What is required >>
Please return each record below exactly, with nothing left out.

Data supplied >>
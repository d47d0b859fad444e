use thiserror::Error;

use crate::quantity::Quantity;
use crate::units::*;

/// 단위 변환 시 발생 가능한 오류.
#[derive(Debug, Clone, PartialEq, Eq, Error)]
pub enum ConversionError {
    /// 해당 물리량에 없는 단위 문자열
    #[error("unknown unit for {quantity}: {unit}")]
    UnknownUnit { quantity: Quantity, unit: String },
}

/// 단위 라벨의 기준 단위 환산 배율을 조회한다.
///
/// 라벨은 레지스트리의 정식 라벨(`milligrams`, `/g/mol`, `uL`, `mM` 등)과
/// 흔히 쓰는 약어(`mg`, `g/mol`, `µL`, `mol/L` 등)를 대소문자 구분 없이 받는다.
/// 몰농도 기호(`mM`, `uM`, `nM`, `pM`, `M`)만은 대소문자를 구분한다.
pub fn canonical_factor(quantity: Quantity, unit: &str) -> Result<f64, ConversionError> {
    let scale = match quantity {
        Quantity::Mass => parse_mass_unit(unit)?.scale(),
        Quantity::MolarMass => parse_molar_mass_unit(unit)?.scale(),
        Quantity::Moles => parse_moles_unit(unit)?.scale(),
        Quantity::Volume => parse_volume_unit(unit)?.scale(),
        Quantity::Molarity => parse_molarity_unit(unit)?.scale(),
    };
    Ok(scale)
}

/// 표시 단위 값을 기준 단위 값으로 환산한다.
pub fn to_canonical(quantity: Quantity, unit: &str, value: f64) -> Result<f64, ConversionError> {
    Ok(value * canonical_factor(quantity, unit)?)
}

/// 기준 단위 값을 표시 단위 값으로 환산한다.
pub fn from_canonical(
    quantity: Quantity,
    unit: &str,
    canonical: f64,
) -> Result<f64, ConversionError> {
    Ok(canonical / canonical_factor(quantity, unit)?)
}

/// 같은 물리량의 두 단위 사이에서 값을 환산한다.
pub fn convert(
    quantity: Quantity,
    value: f64,
    from_unit: &str,
    to_unit: &str,
) -> Result<f64, ConversionError> {
    match quantity {
        Quantity::Mass => {
            let from = parse_mass_unit(from_unit)?;
            let to = parse_mass_unit(to_unit)?;
            Ok(convert_mass(value, from, to))
        }
        Quantity::MolarMass => {
            let from = parse_molar_mass_unit(from_unit)?;
            let to = parse_molar_mass_unit(to_unit)?;
            Ok(convert_molar_mass(value, from, to))
        }
        Quantity::Moles => {
            let from = parse_moles_unit(from_unit)?;
            let to = parse_moles_unit(to_unit)?;
            Ok(convert_moles(value, from, to))
        }
        Quantity::Volume => {
            let from = parse_volume_unit(from_unit)?;
            let to = parse_volume_unit(to_unit)?;
            Ok(convert_volume(value, from, to))
        }
        Quantity::Molarity => {
            let from = parse_molarity_unit(from_unit)?;
            let to = parse_molarity_unit(to_unit)?;
            Ok(convert_molarity(value, from, to))
        }
    }
}

/// 별칭을 정식 라벨로 바꾼다. 알 수 없으면 오류.
pub fn normalize_unit(quantity: Quantity, unit: &str) -> Result<&'static str, ConversionError> {
    let label = match quantity {
        Quantity::Mass => parse_mass_unit(unit)?.label(),
        Quantity::MolarMass => parse_molar_mass_unit(unit)?.label(),
        Quantity::Moles => parse_moles_unit(unit)?.label(),
        Quantity::Volume => parse_volume_unit(unit)?.label(),
        Quantity::Molarity => parse_molarity_unit(unit)?.label(),
    };
    Ok(label)
}

fn unknown(quantity: Quantity, s: &str) -> ConversionError {
    log::warn!("unknown {quantity} unit: {s:?}");
    ConversionError::UnknownUnit {
        quantity,
        unit: s.to_string(),
    }
}

fn parse_mass_unit(s: &str) -> Result<MassUnit, ConversionError> {
    match s.trim().to_lowercase().as_str() {
        "milligrams" | "milligram" | "mg" => Ok(MassUnit::Milligram),
        "micrograms" | "microgram" | "ug" | "µg" | "μg" => Ok(MassUnit::Microgram),
        "nanograms" | "nanogram" | "ng" => Ok(MassUnit::Nanogram),
        "grams" | "gram" | "g" => Ok(MassUnit::Gram),
        "kilograms" | "kilogram" | "kg" => Ok(MassUnit::Kilogram),
        _ => Err(unknown(Quantity::Mass, s)),
    }
}

fn parse_molar_mass_unit(s: &str) -> Result<MolarMassUnit, ConversionError> {
    match s.trim().to_lowercase().as_str() {
        "/g/mol" | "g/mol" => Ok(MolarMassUnit::GramPerMole),
        "/mg/mol" | "mg/mol" => Ok(MolarMassUnit::MilligramPerMole),
        "/g/mmol" | "g/mmol" => Ok(MolarMassUnit::GramPerMillimole),
        _ => Err(unknown(Quantity::MolarMass, s)),
    }
}

fn parse_moles_unit(s: &str) -> Result<MolesUnit, ConversionError> {
    match s.trim().to_lowercase().as_str() {
        "mol" | "mole" | "moles" => Ok(MolesUnit::Mole),
        "mmol" | "millimole" | "millimoles" => Ok(MolesUnit::Millimole),
        "umol" | "µmol" | "μmol" | "micromole" | "micromoles" => Ok(MolesUnit::Micromole),
        _ => Err(unknown(Quantity::Moles, s)),
    }
}

fn parse_volume_unit(s: &str) -> Result<VolumeUnit, ConversionError> {
    match s.trim().to_lowercase().as_str() {
        "ml" | "milliliter" | "millilitre" => Ok(VolumeUnit::Milliliter),
        "ul" | "µl" | "μl" | "microliter" | "microlitre" => Ok(VolumeUnit::Microliter),
        "nl" | "nanoliter" | "nanolitre" => Ok(VolumeUnit::Nanoliter),
        "l" | "liter" | "litre" => Ok(VolumeUnit::Liter),
        _ => Err(unknown(Quantity::Volume, s)),
    }
}

fn parse_molarity_unit(s: &str) -> Result<MolarityUnit, ConversionError> {
    // 기호는 대소문자로 접두어를 구분하므로 그대로 비교한다 (mM != MM).
    let t = s.trim();
    match t {
        "mM" => return Ok(MolarityUnit::Millimolar),
        "uM" | "µM" | "μM" => return Ok(MolarityUnit::Micromolar),
        "nM" => return Ok(MolarityUnit::Nanomolar),
        "pM" => return Ok(MolarityUnit::Picomolar),
        "M" => return Ok(MolarityUnit::Molar),
        _ => {}
    }
    match t.to_lowercase().as_str() {
        "mmol/l" | "millimolar" => Ok(MolarityUnit::Millimolar),
        "umol/l" | "µmol/l" | "μmol/l" | "micromolar" => Ok(MolarityUnit::Micromolar),
        "nmol/l" | "nanomolar" => Ok(MolarityUnit::Nanomolar),
        "pmol/l" | "picomolar" => Ok(MolarityUnit::Picomolar),
        "mol/l" | "molar" => Ok(MolarityUnit::Molar),
        _ => Err(unknown(Quantity::Molarity, s)),
    }
}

Response to this exercise >>
repository d47d0b859fad444e
use thiserror::Error;

use crate::quantity::Quantity;
use crate::units::*;

/// 단위 변환 시 발생 가능한 오류.
#[derive(Debug, Clone, PartialEq, Eq, Error)]
pub enum ConversionError {
    /// 해당 물리량에 없는 단위 문자열
    #[error("unknown unit for {quantity}: {unit}")]
    UnknownUnit { quantity: Quantity, unit: String },
}

/// 단위 라벨의 기준 단위 환산 배율을 조회한다.
///
/// 라벨은 레지스트리의 정식 라벨(`milligrams`, `/g/mol`, `uL`, `mM` 등)과
/// 흔히 쓰는 약어(`mg`, `g/mol`, `µL`, `mol/L` 등)를 대소문자 구분 없이 받는다.
/// 몰농도 기호(`mM`, `uM`, `nM`, `pM`, `M`)만은 대소문자를 구분한다.
pub fn canonical_factor(quantity: Quantity, unit: &str) -> Result<f64, ConversionError> {
    let scale = match quantity {
        Quantity::Mass => parse_mass_unit(unit)?.scale(),
        Quantity::MolarMass => parse_molar_mass_unit(unit)?.scale(),
        Quantity::Moles => parse_moles_unit(unit)?.scale(),
        Quantity::Volume => parse_volume_unit(unit)?.scale(),
        Quantity::Molarity => parse_molarity_unit(unit)?.scale(),
    };
    Ok(scale)
}

/// 표시 단위 값을 기준 단위 값으로 환산한다.
pub fn to_canonical(quantity: Quantity, unit: &str, value: f64) -> Result<f64, ConversionError> {
    Ok(value * canonical_factor(quantity, unit)?)
}

/// 기준 단위 값을 표시 단위 값으로 환산한다.
pub fn from_canonical(
    quantity: Quantity,
    unit: &str,
    canonical: f64,
) -> Result<f64, ConversionError> {
    Ok(canonical / canonical_factor(quantity, unit)?)
}

/// 같은 물리량의 두 단위 사이에서 값을 환산한다.
pub fn convert(
    quantity: Quantity,
    value: f64,
    from_unit: &str,
    to_unit: &str,
) -> Result<f64, ConversionError> {
    match quantity {
        Quantity::Mass => {
            let from = parse_mass_unit(from_unit)?;
            let to = parse_mass_unit(to_unit)?;
            Ok(convert_mass(value, from, to))
        }
        Quantity::MolarMass => {
            let from = parse_molar_mass_unit(from_unit)?;
            let to = parse_molar_mass_unit(to_unit)?;
            Ok(convert_molar_mass(value, from, to))
        }
        Quantity::Moles => {
            let from = parse_moles_unit(from_unit)?;
            let to = parse_moles_unit(to_unit)?;
            Ok(convert_moles(value, from, to))
        }
        Quantity::Volume => {
            let from = parse_volume_unit(from_unit)?;
            let to = parse_volume_unit(to_unit)?;
            Ok(convert_volume(value, from, to))
        }
        Quantity::Molarity => {
            let from = parse_molarity_unit(from_unit)?;
            let to = parse_molarity_unit(to_unit)?;
            Ok(convert_molarity(value, from, to))
        }
    }
}

/// 별칭을 정식 라벨로 바꾼다. 알 수 없으면 오류.
pub fn normalize_unit(quantity: Quantity, unit: &str) -> Result<&'static str, ConversionError> {
    let label = match quantity {
        Quantity::Mass => parse_mass_unit(unit)?.label(),
        Quantity::MolarMass => parse_molar_mass_unit(unit)?.label(),
        Quantity::Moles => parse_moles_unit(unit)?.label(),
        Quantity::Volume => parse_volume_unit(unit)?.label(),
        Quantity::Molarity => parse_molarity_unit(unit)?.label(),
    };
    Ok(label)
}

fn unknown(quantity: Quantity, s: &str) -> ConversionError {
    log::warn!("unknown {quantity} unit: {s:?}");
    ConversionError::UnknownUnit {
        quantity,
        unit: s.to_string(),
    }
}

fn parse_mass_unit(s: &str) -> Result<MassUnit, ConversionError> {
    match s.trim().to_lowercase().as_str() {
        "milligrams" | "milligram" | "mg" => Ok(MassUnit::Milligram),
        "micrograms" | "microgram" | "ug" | "µg" | "μg" => Ok(MassUnit::Microgram),
        "nanograms" | "nanogram" | "ng" => Ok(MassUnit::Nanogram),
        "grams" | "gram" | "g" => Ok(MassUnit::Gram),
        "kilograms" | "kilogram" | "kg" => Ok(MassUnit::Kilogram),
        _ => Err(unknown(Quantity::Mass, s)),
    }
}

fn parse_molar_mass_unit(s: &str) -> Result<MolarMassUnit, ConversionError> {
    match s.trim().to_lowercase().as_str() {
        "/g/mol" | "g/mol" => Ok(MolarMassUnit::GramPerMole),
        "/mg/mol" | "mg/mol" => Ok(MolarMassUnit::MilligramPerMole),
        "/g/mmol" | "g/mmol" => Ok(MolarMassUnit::GramPerMillimole),
        _ => Err(unknown(Quantity::MolarMass, s)),
    }
}

fn parse_moles_unit(s: &str) -> Result<MolesUnit, ConversionError> {
    match s.trim().to_lowercase().as_str() {
        "mol" | "mole" | "moles" => Ok(MolesUnit::Mole),
        "mmol" | "millimole" | "millimoles" => Ok(MolesUnit::Millimole),
        "umol" | "µmol" | "μmol" | "micromole" | "micromoles" => Ok(MolesUnit::Micromole),
        _ => Err(unknown(Quantity::Moles, s)),
    }
}

fn parse_volume_unit(s: &str) -> Result<VolumeUnit, ConversionError> {
    match s.trim().to_lowercase().as_str() {
        "ml" | "milliliter" | "millilitre" => Ok(VolumeUnit::Milliliter),
        "ul" | "µl" | "μl" | "microliter" | "microlitre" => Ok(VolumeUnit::Microliter),
        "nl" | "nanoliter" | "nanolitre" => Ok(VolumeUnit::Nanoliter),
        "l" | "liter" | "litre" => Ok(VolumeUnit::Liter),
        _ => Err(unknown(Quantity::Volume, s)),
    }
}

fn parse_molarity_unit(s: &str) -> Result<MolarityUnit, ConversionError> {
    // 기호는 대소문자로 접두어를 구분하므로 그대로 비교한다 (mM != MM).
    let t = s.trim();
    match t {
        "mM" => return Ok(MolarityUnit::Millimolar),
        "uM" | "µM" | "μM" => return Ok(MolarityUnit::Micromolar),
        "nM" => return Ok(MolarityUnit::Nanomolar),
        "pM" => return Ok(MolarityUnit::Picomolar),
        "M" => return Ok(MolarityUnit::Molar),
        _ => {}
    }
    match t.to_lowercase().as_str() {
        "mmol/l" | "millimolar" => Ok(MolarityUnit::Millimolar),
        "umol/l" | "µmol/l" | "μmol/l" | "micromolar" => Ok(MolarityUnit::Micromolar),
        "nmol/l" | "nanomolar" => Ok(MolarityUnit::Nanomolar),
        "pmol/l" | "picomolar" => Ok(MolarityUnit::Picomolar),
        "mol/l" | "molar" => Ok(MolarityUnit::Molar),
        _ => Err(unknown(Quantity::Molarity, s)),
    }
}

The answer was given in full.